George Fletcher was raised near Pendleton, Oregon. Fletcher spent his early years working horses on nearby ranches and on the Umatilla Indian Reservation until he entered his first rodeo at age 16.

== Rodeo ==
George Fletcher was the first African American to compete for a world championship in bronco riding at the 1911 Pendleton Roundup; he was denied the championship saddle by the judges, but the crowd declared him the "People's Champion."

== Rodeo Championships ==
- 1911 World Championship in Bronco Riding, 2nd place

== Legacy ==
In 1969 Fletcher was inducted into the Pendleton Round-Up Hall of Fame. In 2001 he was inducted into the National Cowboy Hall of Fame.

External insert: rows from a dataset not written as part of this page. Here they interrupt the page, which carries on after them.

//! Policy execution.
//!
//! Turns a matched policy into a response: a canned `returns`/`redirects`
//! answer, a forward to a remote URL, or a re-dispatch of the request to
//! another local path.

use crate::error::{ExecuteError, ForwardError};
use crate::mapping::{Command, Interval, Returns};
use crate::matcher::{canonical_method, MatchOutcome, MockRequest, RequestMatcher};
use async_trait::async_trait;
use axum::body::Body;
use axum::http::header::{
    CONNECTION, CONTENT_LENGTH, CONTENT_TYPE, HOST, SERVER, TRANSFER_ENCODING,
};
use axum::http::{HeaderMap, HeaderName, HeaderValue, Method, StatusCode};
use axum::response::{IntoResponse, Response};
use bytes::{Bytes, BytesMut};
use std::future::Future;
use std::pin::Pin;
use std::sync::Arc;
use std::time::Duration;
use tracing::{debug, error, info, warn};
use url::{Host, Url};

/// `Server` header value unless configured otherwise.
pub const DEFAULT_SERVER_NAME: &str = concat!(env!("CARGO_PKG_NAME"), "/", env!("CARGO_PKG_VERSION"));

/// Internal re-dispatches allowed for one request.
pub const MAX_FORWARD_HOPS: usize = 8;

const X_FORWARDED_FOR: HeaderName = HeaderName::from_static("x-forwarded-for");
const X_FORWARDED_SERVER: HeaderName = HeaderName::from_static("x-forwarded-server");

/// A fully buffered response.
#[derive(Debug, Clone)]
pub struct MockResponse {
    pub status: StatusCode,
    pub headers: HeaderMap,
    pub body: Bytes,
}

impl IntoResponse for MockResponse {
    fn into_response(self) -> Response {
        let mut response = Response::new(Body::from(self.body));
        *response.status_mut() = self.status;
        *response.headers_mut() = self.headers;
        response
    }
}

/// Built-in answers for requests no mapping handles.
#[derive(Debug, Clone, Copy, PartialEq, Eq)]
pub enum Fallback {
    NotFound,
    NoPolicyMatched,
    MethodNotAllowed,
    BadRequest,
    PayloadTooLarge,
    InternalServerError,
    BadGateway,
}

impl Fallback {
    pub fn status(self) -> StatusCode {
        match self {
            Fallback::NotFound => StatusCode::NOT_FOUND,
            Fallback::NoPolicyMatched => StatusCode::BAD_REQUEST,
            Fallback::MethodNotAllowed => StatusCode::METHOD_NOT_ALLOWED,
            Fallback::BadRequest => StatusCode::BAD_REQUEST,
            Fallback::PayloadTooLarge => StatusCode::PAYLOAD_TOO_LARGE,
            Fallback::InternalServerError => StatusCode::INTERNAL_SERVER_ERROR,
            Fallback::BadGateway => StatusCode::BAD_GATEWAY,
        }
    }

    pub fn message(self) -> &'static str {
        match self {
            Fallback::NotFound => "Not Found",
            Fallback::NoPolicyMatched => "No policy matched",
            Fallback::MethodNotAllowed => "Method Not Allowed",
            Fallback::BadRequest => "Bad Request",
            Fallback::PayloadTooLarge => "Payload Too Large",
            Fallback::InternalServerError => "Internal Server Error",
            Fallback::BadGateway => "Bad Gateway",
        }
    }

    /// `{"statusCode":<code>,"message":"<text>"}` as JSON.
    pub fn response(self) -> MockResponse {
        let body = format!(
            r#"{{"statusCode":{},"message":"{}"}}"#,
            self.status().as_u16(),
            self.message()
        );
        let mut headers = HeaderMap::new();
        headers.insert(
            CONTENT_TYPE,
            HeaderValue::from_static("application/json; charset=utf-8"),
        );
        MockResponse {
            status: self.status(),
            headers,
            body: Bytes::from(body),
        }
    }
}

/// Performs outbound calls for remote `forwards`.
#[async_trait]
pub trait Forwarder: Send + Sync {
    async fn forward(&self, target: Url, request: &MockRequest) -> Result<MockResponse, ForwardError>;
}

/// [`Forwarder`] over a shared `reqwest` client.
#[derive(Debug, Clone)]
pub struct HttpForwarder {
    client: reqwest::Client,
    max_body_bytes: usize,
}

impl HttpForwarder {
    /// Redirects from upstream are relayed, not followed.
    pub fn new(timeout: Duration, max_body_bytes: usize) -> Result<Self, ForwardError> {
        let client = reqwest::Client::builder()
            .timeout(timeout)
            .redirect(reqwest::redirect::Policy::none())
            .build()?;
        Ok(Self {
            client,
            max_body_bytes,
        })
    }
}

#[async_trait]
impl Forwarder for HttpForwarder {
    async fn forward(&self, target: Url, request: &MockRequest) -> Result<MockResponse, ForwardError> {
        let mut headers = request.headers.clone();
        strip_transport_headers(&mut headers);
        headers.remove(HOST);
        if let Some(addr) = request.remote_addr {
            if let Ok(value) = HeaderValue::from_str(&addr.ip().to_string()) {
                headers.insert(X_FORWARDED_FOR, value);
            }
        }

        let mut response = self
            .client
            .request(request.method.clone(), target)
            .headers(headers)
            .body(request.body.clone())
            .send()
            .await?;

        if response
            .content_length()
            .is_some_and(|len| len > self.max_body_bytes as u64)
        {
            return Err(ForwardError::BodyTooLarge(self.max_body_bytes));
        }

        let status = response.status();
        let mut headers = response.headers().clone();
        strip_transport_headers(&mut headers);

        let mut body = BytesMut::new();
        while let Some(chunk) = response.chunk().await? {
            if body.len() + chunk.len() > self.max_body_bytes {
                return Err(ForwardError::BodyTooLarge(self.max_body_bytes));
            }
            body.extend_from_slice(&chunk);
        }

        Ok(MockResponse {
            status,
            headers,
            body: body.freeze(),
        })
    }
}

/// Headers describing the connection rather than the message.
fn strip_transport_headers(headers: &mut HeaderMap) {
    for name in [CONNECTION, CONTENT_LENGTH, TRANSFER_ENCODING] {
        headers.remove(name);
    }
}

type Dispatch<'a> = Pin<Box<dyn Future<Output = Result<MockResponse, ExecuteError>> + Send + 'a>>;

/// Executes policies against one [`RequestMatcher`] snapshot.
pub struct Executor {
    forwarder: Arc<dyn Forwarder>,
    server_name: HeaderValue,
    listen_port: Option<u16>,
}

impl Executor {
    /// An unusable `server_name` falls back to [`DEFAULT_SERVER_NAME`].
    pub fn new(forwarder: Arc<dyn Forwarder>, server_name: &str) -> Self {
        let server_name = HeaderValue::from_str(server_name)
            .unwrap_or_else(|_| HeaderValue::from_static(DEFAULT_SERVER_NAME));
        Self {
            forwarder,
            server_name,
            listen_port: None,
        }
    }

    /// Remote forwards to this port on a local address are refused.
    pub fn with_listen_port(mut self, port: u16) -> Self {
        self.listen_port = Some(port);
        self
    }

    pub fn server_name(&self) -> &HeaderValue {
        &self.server_name
    }

    /// Answer one request. Never fails: errors become fallback responses.
    pub async fn handle(&self, matcher: &RequestMatcher, request: &MockRequest) -> MockResponse {
        let mut response = match self.dispatch(matcher, request, 0).await {
            Ok(response) => response,
            Err(ExecuteError::Forward(e)) => {
                warn!(method = %request.method, uri = %request.uri(), error = %e, "Forward failed");
                Fallback::BadGateway.response()
            }
            Err(e) => {
                error!(method = %request.method, uri = %request.uri(), error = %e, "Failed to execute policy");
                Fallback::InternalServerError.response()
            }
        };

        response
            .headers
            .entry(SERVER)
            .or_insert_with(|| self.server_name.clone());
        if canonical_method(&request.method) == Method::HEAD {
            response.body = Bytes::new();
        }
        response
    }

    fn dispatch<'a>(
        &'a self,
        matcher: &'a RequestMatcher,
        request: &'a MockRequest,
        hops: usize,
    ) -> Dispatch<'a> {
        Box::pin(async move {
            let matched = match matcher.find(request) {
                MatchOutcome::Matched(matched) => matched,
                MatchOutcome::NoPolicy => return Ok(fallback(Fallback::NoPolicyMatched, request)),
                MatchOutcome::MethodNotAllowed => {
                    return Ok(fallback(Fallback::MethodNotAllowed, request))
                }
                MatchOutcome::NotFound => return Ok(fallback(Fallback::NotFound, request)),
            };

            let cmd = matched.policy.cmd_type();
            match &matched.policy.command {
                Command::Returns(returns) | Command::Redirects(returns) => {
                    wait(returns.latency).await;
                    let response = render_returns(returns)?;
                    if hops == 0 {
                        info!(
                            cmd = %cmd,
                            status = response.status.as_u16(),
                            method = %request.method,
                            uri = %request.uri(),
                            "Served"
                        );
                    }
                    Ok(response)
                }
                Command::Forwards(forwards) => {
                    wait(forwards.latency).await;
                    let (response, target) = if forwards.is_remote() {
                        self.forward_remote(&forwards.path, request).await?
                    } else {
                        self.forward_local(matcher, &forwards.path, request, hops).await?
                    };
                    info!(
                        cmd = %cmd,
                        status = response.status.as_u16(),
                        method = %request.method,
                        uri = %request.uri(),
                        target = %target,
                        "Served"
                    );
                    Ok(response)
                }
            }
        })
    }

    /// The request's query replaces the target's.
    async fn forward_remote(
        &self,
        path: &str,
        request: &MockRequest,
    ) -> Result<(MockResponse, String), ExecuteError> {
        let mut target =
            Url::parse(path).map_err(|_| ForwardError::InvalidTarget(path.to_string()))?;
        target.set_query(request.query.as_deref());
        if self.is_own_address(&target) {
            return Err(ForwardError::SelfForward(target.to_string()).into());
        }

        let shown = target.to_string();
        let mut response = self.forwarder.forward(target, request).await?;
        response.headers.remove(SERVER);
        response
            .headers
            .insert(X_FORWARDED_SERVER, self.server_name.clone());
        Ok((response, shown))
    }

    /// Re-dispatch with the same method, headers and body to another path.
    async fn forward_local(
        &self,
        matcher: &RequestMatcher,
        path: &str,
        request: &MockRequest,
        hops: usize,
    ) -> Result<(MockResponse, String), ExecuteError> {
        if hops >= MAX_FORWARD_HOPS {
            return Err(ForwardError::TooManyHops(MAX_FORWARD_HOPS).into());
        }

        let (target_path, target_query) = match path.split_once('?') {
            Some((p, q)) => (p, Some(q)),
            None => (path, None),
        };
        let mut next = request.clone();
        next.path = if target_path.starts_with('/') {
            target_path.to_string()
        } else {
            resolve_relative(&request.path, target_path)
        };
        next.query = match (target_query, request.query.as_deref()) {
            (Some(own), Some(orig)) => Some(format!("{}&{}", own, orig)),
            (Some(own), None) => Some(own.to_string()),
            (None, orig) => orig.map(str::to_string),
        };

        let shown = next.uri();
        debug!(from = %request.uri(), to = %shown, hops = hops + 1, "Forwarding locally");
        let response = self.dispatch(matcher, &next, hops + 1).await?;
        Ok((response, shown))
    }

    fn is_own_address(&self, target: &Url) -> bool {
        let Some(port) = self.listen_port else {
            return false;
        };
        let local = match target.host() {
            Some(Host::Domain(domain)) => domain.eq_ignore_ascii_case("localhost"),
            Some(Host::Ipv4(ip)) => ip.is_loopback() || ip.is_unspecified(),
            Some(Host::Ipv6(ip)) => ip.is_loopback() || ip.is_unspecified(),
            None => false,
        };
        local && target.port_or_known_default() == Some(port)
    }
}

fn fallback(kind: Fallback, request: &MockRequest) -> MockResponse {
    info!(
        status = kind.status().as_u16(),
        method = %request.method,
        uri = %request.uri(),
        "{}",
        kind.message()
    );
    kind.response()
}

/// Headers declared by the policy replace any earlier value of that name.
fn render_returns(returns: &Returns) -> Result<MockResponse, ExecuteError> {
    let mut headers = HeaderMap::new();
    for pair in &returns.headers {
        let name = HeaderName::from_bytes(pair.name.as_bytes())
            .map_err(|_| ExecuteError::InvalidHeader(pair.name.clone()))?;
        headers.remove(&name);
        for value in &pair.values {
            let value = HeaderValue::from_str(value)
                .map_err(|_| ExecuteError::InvalidHeader(pair.name.clone()))?;
            headers.append(name.clone(), value);
        }
    }
    Ok(MockResponse {
        status: returns.status,
        headers,
        body: returns.body.clone(),
    })
}

async fn wait(latency: Option<Interval>) {
    if let Some(latency) = latency {
        let delay = latency.draw();
        if !delay.is_zero() {
            debug!(delay_ms = delay.as_millis() as u64, "Applying latency");
            tokio::time::sleep(delay).await;
        }
    }
}

/// `target` relative to the parent of `base`, with dot segments removed.
fn resolve_relative(base: &str, target: &str) -> String {
    let mut segments: Vec<&str> = Vec::new();
    let parts = base.split('/').chain(std::iter::once("..")).chain(target.split('/'));
    for segment in parts {
        match segment {
            "" | "." => {}
            ".." => {
                segments.pop();
            }
            other => segments.push(other),
        }
    }
    format!("/{}", segments.join("/"))
}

A bronze statue of George Fletcher, by artist Jerry Werner, was the first statue of an African-American in Pendleton, Oregon. The statue, erected in 2014 and located on the 300 block of Main St., cost $50,000 and was funded through donations from the Pendleton Foundation Trust, the Samuel Johnson Foundation, the Pacific Power Foundation, the Union Pacific Foundation and the Wildhorse Foundation. The statue is the third of four bronze statues that are part of a project led by the Pendleton Arts Commission. It is also part of the Pendleton Bronze Trail of statues.

In 2019 a fictional account of Fletcher's experiences was published in a book titled, "Let 'Er Buck!" George Fletcher, The People's Champion".